With generous financial support from a partner foundation, the Chalmers Center quickly developed a communication strategy to help the trainers, the church facilitators, and the savings group members to stay connected via cell phones. This strategy enabled Pastor Olive to call Koulahome, who also called all the members of the Unity savings group. As a result of those calls, the group members decided to continue their savings and loan repayments. As they could not gather to meet as a group, Koulahome planned a time when each member could come and save or pay back their loan in front of the group leadership. The group was able to stay afloat during the crisis, and the members gathered in June 2020 to get their end-of-cycle payouts and to celebrate what God had done, while practicing social distancing as they’d been taught.
Too Many Stories to tell
Savings groups have impacts in many big and small ways. Here are a few more short testimonies just from the same region of Togo mentioned above. Savings group participants shared these via text message with Chalmers’ Director of West Africa Operations:
- Abotsi Déla, a savings group member, says, “The group has helped me to buy a machine to make tofu from soya beans.

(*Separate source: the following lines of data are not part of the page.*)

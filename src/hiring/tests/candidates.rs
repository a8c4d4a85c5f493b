use super::common::*;
use crate::hiring::candidates::{CreateCandidateRequest, UpdateCandidateRequest};
use crate::hiring::domain::{ApplicationId, ApplicationStatus, UserId};
use crate::hiring::pipeline::PipelineStage;
use crate::hiring::repository::ApplicationStore;
use crate::hiring::service::HiringError;

#[test]
fn status_update_is_persisted_verbatim() {
    let (service, store) = build_service();
    let owner = employer(&service, "owner@example.com");
    let job = job(&service, &owner);
    let candidate = candidate(&service, "Jane Doe", "jane@example.com");
    let application = application(&service, &candidate.id, &job.id);

    let view = service
        .update_application_status(&candidate.id, &application.id, ApplicationStatus::Interviewed)
        .expect("status update succeeds");

    assert_eq!(view.applications[0].status, ApplicationStatus::Interviewed);
    let stored = store
        .fetch_application(&application.id)
        .expect("fetch")
        .expect("present");
    assert_eq!(stored.status, ApplicationStatus::Interviewed);
}

#[test]
fn status_regression_is_accepted() {
    let (service, store) = build_service();
    let owner = employer(&service, "owner@example.com");
    let job = job(&service, &owner);
    let candidate = candidate(&service, "Jane Doe", "jane@example.com");
    let application = application(&service, &candidate.id, &job.id);

    service
        .update_application_status(&candidate.id, &application.id, ApplicationStatus::Offered)
        .expect("move to offered");
    service
        .update_application_status(&candidate.id, &application.id, ApplicationStatus::Applied)
        .expect("regression to applied is permitted");

    let stored = store
        .fetch_application(&application.id)
        .expect("fetch")
        .expect("present");
    assert_eq!(stored.status, ApplicationStatus::Applied);
}

#[test]
fn status_update_rejects_foreign_application() {
    let (service, _) = build_service();
    let owner = employer(&service, "owner@example.com");
    let job = job(&service, &owner);
    let jane = candidate(&service, "Jane Doe", "jane@example.com");
    let marcus = candidate(&service, "Marcus Webb", "marcus@example.com");
    let application = application(&service, &jane.id, &job.id);

    let result =
        service.update_application_status(&marcus.id, &application.id, ApplicationStatus::Offered);
    match result {
        Err(HiringError::NotFound(message)) => assert_eq!(message, "Application not found"),
        other => panic!("expected not found, got {other:?}"),
    }
}

#[test]
fn status_update_requires_candidate_role() {
    let (service, _) = build_service();
    let owner = employer(&service, "owner@example.com");
    let result = service.update_application_status(
        &owner,
        &ApplicationId("app-missing".to_string()),
        ApplicationStatus::Applied,
    );
    match result {
        Err(HiringError::NotFound(message)) => assert_eq!(message, "Candidate not found"),
        other => panic!("expected not found, got {other:?}"),
    }
}

#[test]
fn duplicate_candidate_email_is_a_conflict() {
    let (service, _) = build_service();
    candidate(&service, "Jane Doe", "jane@example.com");

    let result = service.create_candidate(CreateCandidateRequest {
        name: "Jane Again".to_string(),
        email: "jane@example.com".to_string(),
        avatar: None,
        profile: None,
    });
    assert!(matches!(result, Err(HiringError::Conflict(_))));
}

#[test]
fn candidate_email_move_checks_uniqueness() {
    let (service, _) = build_service();
    candidate(&service, "Jane Doe", "jane@example.com");
    let marcus = candidate(&service, "Marcus Webb", "marcus@example.com");

    let result = service.update_candidate(
        &marcus.id,
        UpdateCandidateRequest {
            name: None,
            email: Some("jane@example.com".to_string()),
            profile: None,
        },
    );
    assert!(matches!(result, Err(HiringError::Conflict(_))));
}

#[test]
fn listing_filters_candidates_by_application_status() {
    let (service, _) = build_service();
    let owner = employer(&service, "owner@example.com");
    let job = job(&service, &owner);

    let jane = candidate(&service, "Jane Doe", "jane@example.com");
    let marcus = candidate(&service, "Marcus Webb", "marcus@example.com");
    let jane_app = application(&service, &jane.id, &job.id);
    application(&service, &marcus.id, &job.id);

    service
        .update_application_status(&jane.id, &jane_app.id, ApplicationStatus::Offered)
        .expect("status update");

    let offered = service
        .list_candidates(Some(ApplicationStatus::Offered))
        .expect("listing");
    assert_eq!(offered.len(), 1);
    assert_eq!(offered[0].name, "Jane Doe");

    let everyone = service.list_candidates(None).expect("listing");
    assert_eq!(everyone.len(), 2);
}

#[test]
fn candidates_without_applications_are_hidden_from_default_listing() {
    let (service, _) = build_service();
    candidate(&service, "Jane Doe", "jane@example.com");

    assert!(service.list_candidates(None).expect("listing").is_empty());
    assert_eq!(service.list_all_candidates().expect("listing").len(), 1);
}

#[test]
fn pipeline_board_reflects_current_statuses() {
    let (service, _) = build_service();
    let owner = employer(&service, "owner@example.com");
    let job = job(&service, &owner);

    let jane = candidate(&service, "Jane Doe", "jane@example.com");
    let marcus = candidate(&service, "Marcus Webb", "marcus@example.com");
    let jane_app = application(&service, &jane.id, &job.id);
    application(&service, &marcus.id, &job.id);

    service
        .update_application_status(&jane.id, &jane_app.id, ApplicationStatus::Screening)
        .expect("status update");

    let board = service.pipeline_board(&job.id).expect("board");
    let screening = board.column(PipelineStage::Screening).expect("column");
    assert_eq!(screening.candidates.len(), 1);
    assert_eq!(screening.candidates[0].candidate_name, "Jane Doe");
    let applied = board.column(PipelineStage::Applied).expect("column");
    assert_eq!(applied.candidates.len(), 1);
}

#[test]
fn pipeline_board_requires_a_job() {
    let (service, _) = build_service();
    let result = service.pipeline_board(&crate::hiring::domain::JobId("job-missing".to_string()));
    assert!(matches!(result, Err(HiringError::NotFound(_))));
}

#[test]
fn candidates_for_job_scope_applications_to_that_job() {
    let (service, _) = build_service();
    let owner = employer(&service, "owner@example.com");
    let first_job = job(&service, &owner);
    let second_job = job(&service, &owner);

    let jane = candidate(&service, "Jane Doe", "jane@example.com");
    application(&service, &jane.id, &first_job.id);
    application(&service, &jane.id, &second_job.id);

    let views = service
        .candidates_for_job(&first_job.id)
        .expect("candidates for job");
    assert_eq!(views.len(), 1);
    assert_eq!(views[0].applications.len(), 1);
    assert_eq!(views[0].applications[0].job.id, first_job.id);
}

#[test]
fn unknown_candidate_lookup_is_not_found() {
    let (service, _) = build_service();
    let result = service.candidate_view(&UserId("user-missing".to_string()));
    assert!(matches!(result, Err(HiringError::NotFound(_))));
}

My tofu business has grown since I got that machine.”
- Dzegba Komi, an evangelist from a Pentecostal church, says “the saving group program helped us to start an annex church (another parish).”
- Grace, a church facilitator, says, “the saving group I formed has helped two members to buy their own motorbikes.”
- Mr. Mensah, a church facilitator, says, “our group has grown corn in Séve Kpota and the yield was good. When people from a closer village were victims of a fire, we were able to assist them with one sack of corn (about 70 kilograms).”
We could share more and more stories, but the common thread through all of them is the Lord’s faithfulness. In church after church, God is taking the mustard seeds of people’s savings and growing them into a harvest of hope in the midst of deep poverty. We praise God for allowing our organization to be a part of this work, and we are so thankful for the financial and prayer support of so many that make this work possible. May God continue to bless this work for the advancement of His kingdom and the glory of His name.